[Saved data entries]
┄┄┄┄┄┄┄┄┄┄

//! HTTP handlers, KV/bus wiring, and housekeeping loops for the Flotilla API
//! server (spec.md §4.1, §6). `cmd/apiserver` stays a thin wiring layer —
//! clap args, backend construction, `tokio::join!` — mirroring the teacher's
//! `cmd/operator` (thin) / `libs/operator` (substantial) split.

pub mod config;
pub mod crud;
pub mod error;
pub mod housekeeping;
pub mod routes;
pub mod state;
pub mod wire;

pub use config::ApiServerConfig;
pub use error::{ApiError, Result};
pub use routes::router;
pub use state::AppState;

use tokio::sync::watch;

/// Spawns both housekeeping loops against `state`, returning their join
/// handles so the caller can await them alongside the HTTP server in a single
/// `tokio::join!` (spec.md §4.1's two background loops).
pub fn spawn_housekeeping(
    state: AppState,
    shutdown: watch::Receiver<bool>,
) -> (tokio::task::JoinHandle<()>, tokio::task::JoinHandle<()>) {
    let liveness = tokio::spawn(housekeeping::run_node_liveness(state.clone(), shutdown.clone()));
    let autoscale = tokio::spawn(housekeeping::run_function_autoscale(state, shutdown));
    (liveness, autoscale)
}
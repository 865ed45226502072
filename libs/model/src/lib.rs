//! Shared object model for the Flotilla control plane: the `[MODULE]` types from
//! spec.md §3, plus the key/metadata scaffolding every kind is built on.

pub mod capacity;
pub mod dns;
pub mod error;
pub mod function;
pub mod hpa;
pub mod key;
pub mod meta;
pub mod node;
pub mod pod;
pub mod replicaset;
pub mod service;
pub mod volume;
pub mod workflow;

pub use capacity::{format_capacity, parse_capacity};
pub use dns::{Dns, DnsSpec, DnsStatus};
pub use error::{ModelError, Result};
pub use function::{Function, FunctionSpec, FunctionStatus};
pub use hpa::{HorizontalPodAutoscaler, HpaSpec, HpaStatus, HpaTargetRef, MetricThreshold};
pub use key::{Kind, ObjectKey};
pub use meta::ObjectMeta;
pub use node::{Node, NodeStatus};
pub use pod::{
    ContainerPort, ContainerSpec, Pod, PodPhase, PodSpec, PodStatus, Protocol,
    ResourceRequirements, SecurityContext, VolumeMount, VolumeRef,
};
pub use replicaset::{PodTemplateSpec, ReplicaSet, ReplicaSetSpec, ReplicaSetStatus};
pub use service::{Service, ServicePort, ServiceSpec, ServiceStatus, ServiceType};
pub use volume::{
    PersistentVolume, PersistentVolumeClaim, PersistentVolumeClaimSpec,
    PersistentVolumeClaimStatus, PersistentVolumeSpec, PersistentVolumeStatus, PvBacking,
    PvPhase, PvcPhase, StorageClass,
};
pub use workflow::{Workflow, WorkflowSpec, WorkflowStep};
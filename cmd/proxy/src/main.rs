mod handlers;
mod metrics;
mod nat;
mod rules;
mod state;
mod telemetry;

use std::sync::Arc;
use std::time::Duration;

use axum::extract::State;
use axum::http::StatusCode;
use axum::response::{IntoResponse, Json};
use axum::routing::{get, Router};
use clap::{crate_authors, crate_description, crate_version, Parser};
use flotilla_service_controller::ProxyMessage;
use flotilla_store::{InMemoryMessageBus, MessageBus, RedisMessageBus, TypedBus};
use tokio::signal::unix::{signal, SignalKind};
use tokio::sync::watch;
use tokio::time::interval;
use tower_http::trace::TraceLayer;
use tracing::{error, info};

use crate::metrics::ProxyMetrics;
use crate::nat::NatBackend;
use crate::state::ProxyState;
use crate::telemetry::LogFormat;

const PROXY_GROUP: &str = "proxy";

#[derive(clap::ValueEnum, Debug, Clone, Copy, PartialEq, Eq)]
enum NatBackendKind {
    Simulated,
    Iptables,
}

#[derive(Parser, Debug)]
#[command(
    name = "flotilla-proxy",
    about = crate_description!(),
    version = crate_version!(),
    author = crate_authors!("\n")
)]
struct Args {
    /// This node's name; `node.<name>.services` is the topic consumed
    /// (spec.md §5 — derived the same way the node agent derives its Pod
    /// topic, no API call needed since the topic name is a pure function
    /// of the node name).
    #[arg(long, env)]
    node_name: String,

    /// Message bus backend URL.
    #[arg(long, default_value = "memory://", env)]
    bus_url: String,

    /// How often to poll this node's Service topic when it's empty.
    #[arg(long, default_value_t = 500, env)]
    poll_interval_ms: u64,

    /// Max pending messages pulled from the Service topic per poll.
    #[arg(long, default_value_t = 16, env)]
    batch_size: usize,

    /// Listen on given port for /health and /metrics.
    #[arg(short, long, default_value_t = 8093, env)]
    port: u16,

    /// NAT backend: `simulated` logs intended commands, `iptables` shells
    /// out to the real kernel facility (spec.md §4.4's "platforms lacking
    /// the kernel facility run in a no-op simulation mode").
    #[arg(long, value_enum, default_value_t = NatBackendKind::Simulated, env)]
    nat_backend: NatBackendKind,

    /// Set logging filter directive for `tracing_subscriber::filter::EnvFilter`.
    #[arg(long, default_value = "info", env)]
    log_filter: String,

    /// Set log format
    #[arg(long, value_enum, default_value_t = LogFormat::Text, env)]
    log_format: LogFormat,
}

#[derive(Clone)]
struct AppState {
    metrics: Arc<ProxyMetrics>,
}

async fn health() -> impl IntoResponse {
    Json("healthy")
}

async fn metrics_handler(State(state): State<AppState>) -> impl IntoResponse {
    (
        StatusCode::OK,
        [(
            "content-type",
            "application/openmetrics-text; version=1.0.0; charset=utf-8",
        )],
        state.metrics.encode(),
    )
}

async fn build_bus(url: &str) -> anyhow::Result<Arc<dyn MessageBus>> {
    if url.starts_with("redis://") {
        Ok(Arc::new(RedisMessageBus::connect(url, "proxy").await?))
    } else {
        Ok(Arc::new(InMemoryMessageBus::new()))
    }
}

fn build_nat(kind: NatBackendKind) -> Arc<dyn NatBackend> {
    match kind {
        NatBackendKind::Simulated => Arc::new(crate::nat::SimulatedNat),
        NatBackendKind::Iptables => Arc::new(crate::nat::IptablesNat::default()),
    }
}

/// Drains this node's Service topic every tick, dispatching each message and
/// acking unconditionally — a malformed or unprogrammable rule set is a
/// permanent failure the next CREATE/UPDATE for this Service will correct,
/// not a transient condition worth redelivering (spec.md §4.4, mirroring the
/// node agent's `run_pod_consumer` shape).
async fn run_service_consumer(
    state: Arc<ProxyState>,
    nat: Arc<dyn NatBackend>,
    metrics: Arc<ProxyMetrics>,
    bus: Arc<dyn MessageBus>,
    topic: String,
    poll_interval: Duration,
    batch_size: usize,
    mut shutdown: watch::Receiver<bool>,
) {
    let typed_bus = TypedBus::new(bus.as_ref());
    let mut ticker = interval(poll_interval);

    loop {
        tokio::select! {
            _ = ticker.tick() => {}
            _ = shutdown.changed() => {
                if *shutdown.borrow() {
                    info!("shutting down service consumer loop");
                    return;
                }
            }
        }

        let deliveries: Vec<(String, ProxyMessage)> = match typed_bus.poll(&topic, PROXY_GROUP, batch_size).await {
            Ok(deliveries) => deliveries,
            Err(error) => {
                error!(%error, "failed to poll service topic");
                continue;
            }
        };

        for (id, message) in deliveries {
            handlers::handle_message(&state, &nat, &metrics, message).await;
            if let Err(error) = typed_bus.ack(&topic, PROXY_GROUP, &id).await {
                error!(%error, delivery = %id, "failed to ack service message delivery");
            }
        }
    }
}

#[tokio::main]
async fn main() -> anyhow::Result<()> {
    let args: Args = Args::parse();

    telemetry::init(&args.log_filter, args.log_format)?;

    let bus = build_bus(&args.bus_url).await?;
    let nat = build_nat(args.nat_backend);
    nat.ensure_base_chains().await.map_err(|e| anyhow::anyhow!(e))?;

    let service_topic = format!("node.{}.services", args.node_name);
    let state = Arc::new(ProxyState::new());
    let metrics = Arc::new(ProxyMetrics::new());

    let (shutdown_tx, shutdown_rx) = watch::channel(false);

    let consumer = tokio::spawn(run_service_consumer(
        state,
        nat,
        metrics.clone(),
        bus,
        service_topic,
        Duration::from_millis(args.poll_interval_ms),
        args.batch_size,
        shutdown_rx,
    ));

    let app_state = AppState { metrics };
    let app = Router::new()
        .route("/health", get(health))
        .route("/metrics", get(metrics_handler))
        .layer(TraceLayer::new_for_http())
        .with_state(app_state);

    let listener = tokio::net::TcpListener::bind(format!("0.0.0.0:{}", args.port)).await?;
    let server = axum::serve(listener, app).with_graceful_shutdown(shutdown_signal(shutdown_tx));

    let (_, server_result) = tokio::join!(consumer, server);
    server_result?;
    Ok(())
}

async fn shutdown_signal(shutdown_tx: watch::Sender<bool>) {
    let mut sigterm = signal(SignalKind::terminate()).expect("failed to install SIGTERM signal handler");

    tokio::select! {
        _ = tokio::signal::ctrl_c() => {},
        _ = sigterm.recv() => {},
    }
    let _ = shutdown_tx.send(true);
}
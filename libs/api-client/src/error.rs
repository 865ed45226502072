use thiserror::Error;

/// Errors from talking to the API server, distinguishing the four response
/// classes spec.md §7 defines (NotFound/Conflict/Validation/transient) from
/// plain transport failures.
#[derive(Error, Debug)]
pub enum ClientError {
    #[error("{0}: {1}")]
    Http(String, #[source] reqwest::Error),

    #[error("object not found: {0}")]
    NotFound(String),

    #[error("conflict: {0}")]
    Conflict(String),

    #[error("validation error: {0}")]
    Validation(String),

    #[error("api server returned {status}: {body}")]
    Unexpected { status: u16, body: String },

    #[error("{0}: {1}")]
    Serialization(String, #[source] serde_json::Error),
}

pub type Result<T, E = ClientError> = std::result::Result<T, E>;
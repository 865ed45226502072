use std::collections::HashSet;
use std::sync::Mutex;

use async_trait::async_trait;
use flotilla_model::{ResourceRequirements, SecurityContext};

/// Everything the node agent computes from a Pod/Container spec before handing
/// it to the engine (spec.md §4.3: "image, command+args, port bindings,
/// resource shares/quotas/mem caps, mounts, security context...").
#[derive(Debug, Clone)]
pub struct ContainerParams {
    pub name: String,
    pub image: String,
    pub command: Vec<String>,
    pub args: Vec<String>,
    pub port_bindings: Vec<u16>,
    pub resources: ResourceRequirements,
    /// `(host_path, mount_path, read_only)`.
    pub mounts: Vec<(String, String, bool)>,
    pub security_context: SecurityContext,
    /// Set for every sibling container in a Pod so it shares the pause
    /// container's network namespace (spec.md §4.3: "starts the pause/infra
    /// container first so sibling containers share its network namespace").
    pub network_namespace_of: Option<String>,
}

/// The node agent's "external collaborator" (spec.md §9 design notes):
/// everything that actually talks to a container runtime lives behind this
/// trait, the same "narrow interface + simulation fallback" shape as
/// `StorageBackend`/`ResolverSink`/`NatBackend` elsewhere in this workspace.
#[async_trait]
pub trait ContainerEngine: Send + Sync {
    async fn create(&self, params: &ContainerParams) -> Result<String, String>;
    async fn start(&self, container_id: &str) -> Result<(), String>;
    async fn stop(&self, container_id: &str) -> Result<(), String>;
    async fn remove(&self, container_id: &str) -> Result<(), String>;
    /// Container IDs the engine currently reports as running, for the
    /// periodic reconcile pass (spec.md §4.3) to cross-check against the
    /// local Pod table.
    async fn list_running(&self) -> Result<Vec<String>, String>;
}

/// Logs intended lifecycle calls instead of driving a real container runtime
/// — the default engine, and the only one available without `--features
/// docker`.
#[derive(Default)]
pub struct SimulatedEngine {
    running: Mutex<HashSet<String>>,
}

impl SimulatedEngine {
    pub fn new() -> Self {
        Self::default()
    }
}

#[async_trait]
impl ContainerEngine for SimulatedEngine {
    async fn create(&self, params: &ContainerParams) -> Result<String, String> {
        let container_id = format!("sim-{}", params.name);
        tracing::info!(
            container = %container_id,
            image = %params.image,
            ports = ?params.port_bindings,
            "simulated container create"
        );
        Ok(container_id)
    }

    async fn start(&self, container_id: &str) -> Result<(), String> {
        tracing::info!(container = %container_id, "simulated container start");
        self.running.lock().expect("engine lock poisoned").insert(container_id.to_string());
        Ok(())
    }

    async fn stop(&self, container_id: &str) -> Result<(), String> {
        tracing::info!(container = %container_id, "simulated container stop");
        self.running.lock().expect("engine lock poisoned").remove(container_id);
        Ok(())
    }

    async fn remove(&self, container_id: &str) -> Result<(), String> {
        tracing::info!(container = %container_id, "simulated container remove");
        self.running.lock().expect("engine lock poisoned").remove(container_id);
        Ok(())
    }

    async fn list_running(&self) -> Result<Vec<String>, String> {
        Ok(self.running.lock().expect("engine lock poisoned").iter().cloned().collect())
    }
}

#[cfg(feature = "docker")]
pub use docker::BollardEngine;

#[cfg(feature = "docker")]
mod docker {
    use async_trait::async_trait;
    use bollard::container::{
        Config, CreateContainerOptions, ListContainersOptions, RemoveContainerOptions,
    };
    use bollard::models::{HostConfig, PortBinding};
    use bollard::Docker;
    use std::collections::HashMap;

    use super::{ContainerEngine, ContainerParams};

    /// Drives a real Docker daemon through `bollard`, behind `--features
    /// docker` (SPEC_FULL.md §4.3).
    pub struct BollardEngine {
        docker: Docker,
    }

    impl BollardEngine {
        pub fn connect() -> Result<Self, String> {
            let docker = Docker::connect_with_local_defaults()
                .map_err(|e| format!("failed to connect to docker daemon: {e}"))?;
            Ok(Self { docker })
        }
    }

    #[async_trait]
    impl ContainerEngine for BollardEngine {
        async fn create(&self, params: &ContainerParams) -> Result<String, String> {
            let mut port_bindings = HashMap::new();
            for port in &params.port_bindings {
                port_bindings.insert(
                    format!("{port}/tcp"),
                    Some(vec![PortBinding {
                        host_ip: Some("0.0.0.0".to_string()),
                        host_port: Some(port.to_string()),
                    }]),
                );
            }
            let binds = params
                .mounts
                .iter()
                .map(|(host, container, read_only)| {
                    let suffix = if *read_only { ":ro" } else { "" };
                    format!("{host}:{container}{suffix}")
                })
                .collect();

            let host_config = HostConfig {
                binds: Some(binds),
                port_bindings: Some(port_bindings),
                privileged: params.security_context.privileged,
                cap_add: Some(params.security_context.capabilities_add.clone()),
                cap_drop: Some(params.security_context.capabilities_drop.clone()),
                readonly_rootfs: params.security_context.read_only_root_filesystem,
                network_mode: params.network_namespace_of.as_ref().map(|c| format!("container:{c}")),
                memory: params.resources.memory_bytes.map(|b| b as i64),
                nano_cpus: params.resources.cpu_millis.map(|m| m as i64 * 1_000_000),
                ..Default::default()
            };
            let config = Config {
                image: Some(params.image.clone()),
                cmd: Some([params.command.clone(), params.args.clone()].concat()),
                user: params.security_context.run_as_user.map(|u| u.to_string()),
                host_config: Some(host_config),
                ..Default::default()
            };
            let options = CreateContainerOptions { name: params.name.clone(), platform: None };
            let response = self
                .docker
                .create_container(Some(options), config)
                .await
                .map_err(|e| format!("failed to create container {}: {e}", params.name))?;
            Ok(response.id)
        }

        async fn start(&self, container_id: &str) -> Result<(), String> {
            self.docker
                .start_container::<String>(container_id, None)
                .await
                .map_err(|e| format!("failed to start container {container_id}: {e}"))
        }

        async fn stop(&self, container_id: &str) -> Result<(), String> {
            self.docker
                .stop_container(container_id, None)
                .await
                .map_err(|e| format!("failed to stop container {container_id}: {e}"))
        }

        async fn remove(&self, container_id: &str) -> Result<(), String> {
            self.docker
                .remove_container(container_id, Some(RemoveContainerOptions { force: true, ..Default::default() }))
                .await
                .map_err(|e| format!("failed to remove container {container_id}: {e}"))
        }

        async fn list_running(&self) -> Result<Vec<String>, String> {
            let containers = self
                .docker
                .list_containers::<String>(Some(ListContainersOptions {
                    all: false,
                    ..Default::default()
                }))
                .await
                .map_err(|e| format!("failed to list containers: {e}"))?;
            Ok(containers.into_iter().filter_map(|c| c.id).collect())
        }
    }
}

┄┄┄┄┄┄┄┄┄┄

Assignment: Wherever the word "ClientError" appears in a line of the data, copy that line.

Output of the exercise:
pub enum ClientError {
pub type Result<T, E = ClientError> = std::result::Result<T, E>;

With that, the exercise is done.